* Records excerpted from a collection *
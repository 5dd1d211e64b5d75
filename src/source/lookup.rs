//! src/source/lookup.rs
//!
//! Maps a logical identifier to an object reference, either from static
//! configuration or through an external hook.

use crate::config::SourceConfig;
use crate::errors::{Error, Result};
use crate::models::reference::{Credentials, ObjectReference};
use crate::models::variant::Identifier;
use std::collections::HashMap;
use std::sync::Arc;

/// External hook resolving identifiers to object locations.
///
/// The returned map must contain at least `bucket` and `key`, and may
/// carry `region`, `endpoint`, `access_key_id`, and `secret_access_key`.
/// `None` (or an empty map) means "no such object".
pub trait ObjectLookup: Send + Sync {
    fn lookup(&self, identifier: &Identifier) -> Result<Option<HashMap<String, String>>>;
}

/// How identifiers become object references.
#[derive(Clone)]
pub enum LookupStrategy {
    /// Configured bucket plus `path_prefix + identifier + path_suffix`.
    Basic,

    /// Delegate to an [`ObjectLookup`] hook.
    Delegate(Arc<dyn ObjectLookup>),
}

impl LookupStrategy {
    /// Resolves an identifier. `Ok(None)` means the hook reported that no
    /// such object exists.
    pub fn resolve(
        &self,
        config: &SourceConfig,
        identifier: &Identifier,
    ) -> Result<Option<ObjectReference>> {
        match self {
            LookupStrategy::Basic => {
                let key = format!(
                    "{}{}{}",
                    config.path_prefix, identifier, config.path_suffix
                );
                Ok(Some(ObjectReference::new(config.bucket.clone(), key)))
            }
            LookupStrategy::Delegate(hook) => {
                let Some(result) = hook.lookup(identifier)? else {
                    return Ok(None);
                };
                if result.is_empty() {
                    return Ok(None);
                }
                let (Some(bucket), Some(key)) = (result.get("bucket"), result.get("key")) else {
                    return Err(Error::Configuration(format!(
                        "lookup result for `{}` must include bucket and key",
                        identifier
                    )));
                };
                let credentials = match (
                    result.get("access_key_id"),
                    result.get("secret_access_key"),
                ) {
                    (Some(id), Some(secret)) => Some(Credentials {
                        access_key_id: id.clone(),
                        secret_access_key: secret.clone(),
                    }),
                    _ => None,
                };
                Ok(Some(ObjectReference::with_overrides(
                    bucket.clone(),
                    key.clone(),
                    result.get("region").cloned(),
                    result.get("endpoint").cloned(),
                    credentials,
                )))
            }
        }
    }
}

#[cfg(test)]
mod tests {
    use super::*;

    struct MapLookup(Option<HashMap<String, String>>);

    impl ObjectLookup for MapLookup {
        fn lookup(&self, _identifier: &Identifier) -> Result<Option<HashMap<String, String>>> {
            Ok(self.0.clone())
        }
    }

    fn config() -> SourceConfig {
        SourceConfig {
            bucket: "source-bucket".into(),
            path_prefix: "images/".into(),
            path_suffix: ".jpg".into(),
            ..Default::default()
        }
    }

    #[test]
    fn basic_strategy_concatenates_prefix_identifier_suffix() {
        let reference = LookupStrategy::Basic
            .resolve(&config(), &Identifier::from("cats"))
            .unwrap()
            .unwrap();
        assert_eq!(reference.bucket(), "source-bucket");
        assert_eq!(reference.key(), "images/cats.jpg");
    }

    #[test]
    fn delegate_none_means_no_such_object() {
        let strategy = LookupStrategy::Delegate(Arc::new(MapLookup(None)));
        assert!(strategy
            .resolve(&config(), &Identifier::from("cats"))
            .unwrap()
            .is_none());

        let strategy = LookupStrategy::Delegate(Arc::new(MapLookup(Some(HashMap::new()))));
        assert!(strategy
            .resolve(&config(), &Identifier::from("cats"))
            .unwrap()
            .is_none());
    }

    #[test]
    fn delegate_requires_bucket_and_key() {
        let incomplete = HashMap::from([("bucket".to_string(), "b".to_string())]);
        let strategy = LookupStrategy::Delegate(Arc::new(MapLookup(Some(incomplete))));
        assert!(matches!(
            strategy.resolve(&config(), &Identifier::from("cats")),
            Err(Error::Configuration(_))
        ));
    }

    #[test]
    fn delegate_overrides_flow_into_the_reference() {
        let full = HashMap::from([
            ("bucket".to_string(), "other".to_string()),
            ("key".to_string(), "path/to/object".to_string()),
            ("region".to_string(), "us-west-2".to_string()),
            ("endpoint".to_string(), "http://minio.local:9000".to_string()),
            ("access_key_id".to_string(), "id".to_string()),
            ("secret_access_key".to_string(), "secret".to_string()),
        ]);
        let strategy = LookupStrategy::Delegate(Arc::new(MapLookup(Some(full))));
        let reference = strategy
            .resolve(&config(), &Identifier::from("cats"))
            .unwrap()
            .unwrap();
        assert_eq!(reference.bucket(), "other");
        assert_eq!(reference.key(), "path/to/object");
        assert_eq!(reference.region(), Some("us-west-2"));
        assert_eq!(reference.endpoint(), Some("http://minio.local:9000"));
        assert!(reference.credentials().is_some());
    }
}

* * *

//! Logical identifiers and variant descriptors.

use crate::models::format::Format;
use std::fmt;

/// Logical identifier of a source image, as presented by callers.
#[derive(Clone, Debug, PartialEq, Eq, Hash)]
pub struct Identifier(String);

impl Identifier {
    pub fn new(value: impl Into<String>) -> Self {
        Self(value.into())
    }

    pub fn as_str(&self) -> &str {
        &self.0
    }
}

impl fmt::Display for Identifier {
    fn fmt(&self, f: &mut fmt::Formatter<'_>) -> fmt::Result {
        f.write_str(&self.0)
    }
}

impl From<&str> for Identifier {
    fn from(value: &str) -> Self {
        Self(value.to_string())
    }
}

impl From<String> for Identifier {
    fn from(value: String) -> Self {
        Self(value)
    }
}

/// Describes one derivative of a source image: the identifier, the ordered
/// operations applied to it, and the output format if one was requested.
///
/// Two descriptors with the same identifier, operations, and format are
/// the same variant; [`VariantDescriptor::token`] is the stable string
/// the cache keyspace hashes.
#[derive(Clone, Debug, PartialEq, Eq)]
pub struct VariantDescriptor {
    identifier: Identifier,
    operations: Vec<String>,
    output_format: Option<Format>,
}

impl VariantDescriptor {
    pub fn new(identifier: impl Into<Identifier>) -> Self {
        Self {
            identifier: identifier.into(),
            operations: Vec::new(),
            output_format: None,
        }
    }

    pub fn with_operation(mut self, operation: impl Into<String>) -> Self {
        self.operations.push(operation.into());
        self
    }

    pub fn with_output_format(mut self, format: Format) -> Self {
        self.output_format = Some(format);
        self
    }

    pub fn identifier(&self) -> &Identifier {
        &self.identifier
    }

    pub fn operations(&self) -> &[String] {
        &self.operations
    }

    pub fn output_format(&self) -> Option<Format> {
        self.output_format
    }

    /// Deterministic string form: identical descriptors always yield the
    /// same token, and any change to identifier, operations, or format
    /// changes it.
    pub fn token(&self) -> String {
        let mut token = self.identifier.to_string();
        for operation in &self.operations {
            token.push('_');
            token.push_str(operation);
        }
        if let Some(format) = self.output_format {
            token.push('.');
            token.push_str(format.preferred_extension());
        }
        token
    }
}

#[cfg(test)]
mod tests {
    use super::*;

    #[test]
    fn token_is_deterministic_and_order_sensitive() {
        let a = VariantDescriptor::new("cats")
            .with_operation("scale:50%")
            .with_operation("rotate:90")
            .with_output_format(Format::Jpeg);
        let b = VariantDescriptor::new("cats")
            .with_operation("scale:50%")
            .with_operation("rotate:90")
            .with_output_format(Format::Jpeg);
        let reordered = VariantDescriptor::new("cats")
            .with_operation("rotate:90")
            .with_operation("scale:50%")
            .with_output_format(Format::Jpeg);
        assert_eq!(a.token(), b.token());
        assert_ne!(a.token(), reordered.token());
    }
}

--

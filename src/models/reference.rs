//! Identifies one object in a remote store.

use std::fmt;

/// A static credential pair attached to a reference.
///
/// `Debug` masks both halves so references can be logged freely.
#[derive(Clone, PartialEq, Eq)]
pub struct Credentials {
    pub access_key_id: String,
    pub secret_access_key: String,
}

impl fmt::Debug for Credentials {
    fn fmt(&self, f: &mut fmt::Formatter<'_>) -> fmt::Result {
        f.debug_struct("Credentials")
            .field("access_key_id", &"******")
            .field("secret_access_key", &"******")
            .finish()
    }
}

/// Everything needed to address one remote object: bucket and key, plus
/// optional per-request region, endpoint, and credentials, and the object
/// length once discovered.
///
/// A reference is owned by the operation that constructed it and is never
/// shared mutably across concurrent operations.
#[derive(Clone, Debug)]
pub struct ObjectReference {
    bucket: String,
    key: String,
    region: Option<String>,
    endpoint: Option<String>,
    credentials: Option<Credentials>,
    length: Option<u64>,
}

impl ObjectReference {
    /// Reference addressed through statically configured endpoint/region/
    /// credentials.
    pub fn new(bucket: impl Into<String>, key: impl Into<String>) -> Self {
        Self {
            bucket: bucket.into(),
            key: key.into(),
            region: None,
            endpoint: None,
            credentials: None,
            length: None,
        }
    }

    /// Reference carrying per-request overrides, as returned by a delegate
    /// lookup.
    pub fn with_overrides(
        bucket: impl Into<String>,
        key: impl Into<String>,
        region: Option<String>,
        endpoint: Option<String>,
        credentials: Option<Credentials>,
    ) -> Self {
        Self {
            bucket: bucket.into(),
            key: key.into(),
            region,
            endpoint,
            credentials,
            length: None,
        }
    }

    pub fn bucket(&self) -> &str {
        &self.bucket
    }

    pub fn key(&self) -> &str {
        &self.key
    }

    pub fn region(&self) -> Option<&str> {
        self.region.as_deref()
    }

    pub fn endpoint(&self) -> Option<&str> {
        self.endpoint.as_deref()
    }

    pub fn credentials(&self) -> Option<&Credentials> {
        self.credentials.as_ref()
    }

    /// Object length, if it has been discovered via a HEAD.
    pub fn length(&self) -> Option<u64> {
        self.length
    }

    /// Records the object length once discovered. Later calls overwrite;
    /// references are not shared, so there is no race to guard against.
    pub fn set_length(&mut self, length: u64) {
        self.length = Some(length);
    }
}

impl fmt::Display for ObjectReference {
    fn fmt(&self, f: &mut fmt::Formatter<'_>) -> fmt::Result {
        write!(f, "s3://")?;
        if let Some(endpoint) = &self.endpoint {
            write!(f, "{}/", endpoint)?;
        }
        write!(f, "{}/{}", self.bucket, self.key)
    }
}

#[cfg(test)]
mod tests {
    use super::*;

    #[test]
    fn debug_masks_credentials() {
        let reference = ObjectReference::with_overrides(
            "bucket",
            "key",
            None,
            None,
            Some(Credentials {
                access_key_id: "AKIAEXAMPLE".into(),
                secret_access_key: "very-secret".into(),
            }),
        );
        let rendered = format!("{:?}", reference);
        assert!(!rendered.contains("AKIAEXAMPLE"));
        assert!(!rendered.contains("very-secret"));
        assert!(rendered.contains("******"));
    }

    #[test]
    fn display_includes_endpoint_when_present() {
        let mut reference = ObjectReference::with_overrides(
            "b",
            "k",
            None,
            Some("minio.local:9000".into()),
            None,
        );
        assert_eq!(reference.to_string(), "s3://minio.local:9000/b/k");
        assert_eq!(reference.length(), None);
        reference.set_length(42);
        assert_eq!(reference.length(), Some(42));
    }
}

* EXERCISE BRIEF *
If a line of the records includes the string "crate", copy it out.

* RESULT OF THIS TASK *
use crate::config::SourceConfig;
use crate::errors::{Error, Result};
use crate::models::reference::{Credentials, ObjectReference};
use crate::models::variant::Identifier;
use crate::models::format::Format;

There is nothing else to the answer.